* DATA FOR THIS TASK:
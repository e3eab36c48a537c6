//! Parallel node executor
//!
//! Runs each branch (an inner mini-DAG of node ids) concurrently.
//! Branch admission is bounded by the node's `max_concurrency` (and the
//! engine's `max_parallel`); nodes inside a branch are additionally
//! admitted through the branch's own weighted limiter. A branch failure
//! marks that branch failed without cancelling its siblings; the parallel
//! node itself fails if any branch did, with the per-branch output map
//! attached either way.
//!
//! Output: `{"<branch_id>": <last-node output>}` per branch.

use crate::chain::{Chain, DispatchMode};
use crate::error::{ChainError, Result};
use crate::node::NodeConfig;
use crate::registry::{NodeContext, NodeExecutor};
use crate::result::{NodeExecutionResult, NodeMetadata};
use async_trait::async_trait;
use futures::future::join_all;
use serde_json::{json, Map, Value};
use std::sync::Arc;
use tokio::sync::Semaphore;

/// Executor for `parallel` nodes
pub struct ParallelExecutor;

#[async_trait]
impl NodeExecutor for ParallelExecutor {
    async fn execute(
        &self,
        chain: &Chain,
        node: &NodeConfig,
        ctx: &NodeContext,
    ) -> Result<NodeExecutionResult> {
        let NodeConfig::Parallel(config) = node else {
            return Err(ChainError::config(
                "parallel executor received a non-parallel node",
            ));
        };
        let metadata = NodeMetadata::started(node);

        let branch_limit = config
            .max_concurrency
            .unwrap_or(chain.options.max_parallel)
            .clamp(1, chain.options.max_parallel.max(1));
        let admission = Arc::new(Semaphore::new(branch_limit));

        let branch_runs = config.branches.iter().map(|branch| {
            let admission = Arc::clone(&admission);
            let ctx = ctx.clone();
            let branch_id = branch.id.clone();
            let node_ids = branch.node_ids.clone();
            async move {
                let _permit = admission
                    .acquire()
                    .await
                    .expect("semaphore is never closed");
                let results = chain
                    .execute_subgraph(
                        &node_ids,
                        ctx.results.as_ref(),
                        Some(&ctx.inputs),
                        &ctx.execution_id,
                        &ctx.cancel,
                        chain.options.max_parallel,
                        DispatchMode::Wrapped,
                    )
                    .await;

                // The branch value is its last declared node's output
                let last_id = node_ids.last().expect("branches are non-empty");
                let outcome = match results.get(last_id) {
                    Some(result) if result.success => {
                        Ok(result.output.clone().unwrap_or(Value::Null))
                    }
                    Some(result) => Err(result
                        .error
                        .clone()
                        .unwrap_or_else(|| "unknown error".into())),
                    None => Err(format!("branch node '{last_id}' produced no result")),
                };
                (branch_id, outcome)
            }
        });

        let outcomes = join_all(branch_runs).await;

        let mut output = Map::new();
        let mut failed_branches: Vec<String> = Vec::new();
        for (branch_id, outcome) in outcomes {
            match outcome {
                Ok(value) => {
                    output.insert(branch_id, value);
                }
                Err(message) => {
                    tracing::warn!(branch = %branch_id, error = %message, "parallel branch failed");
                    failed_branches.push(format!("branch '{branch_id}': {message}"));
                    output.insert(branch_id, json!({"success": false, "error": message}));
                }
            }
        }

        if failed_branches.is_empty() {
            Ok(NodeExecutionResult::success(metadata, Value::Object(output)))
        } else {
            Ok(NodeExecutionResult::failure(
                metadata,
                failed_branches.join("; "),
                "ExecutorError",
            )
            .with_output(Value::Object(output)))
        }
    }
}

* WORK INSTRUCTIONS: Answer with one number: how many lines of the entries above include the word "admission".

* WRITTEN ANSWER: 4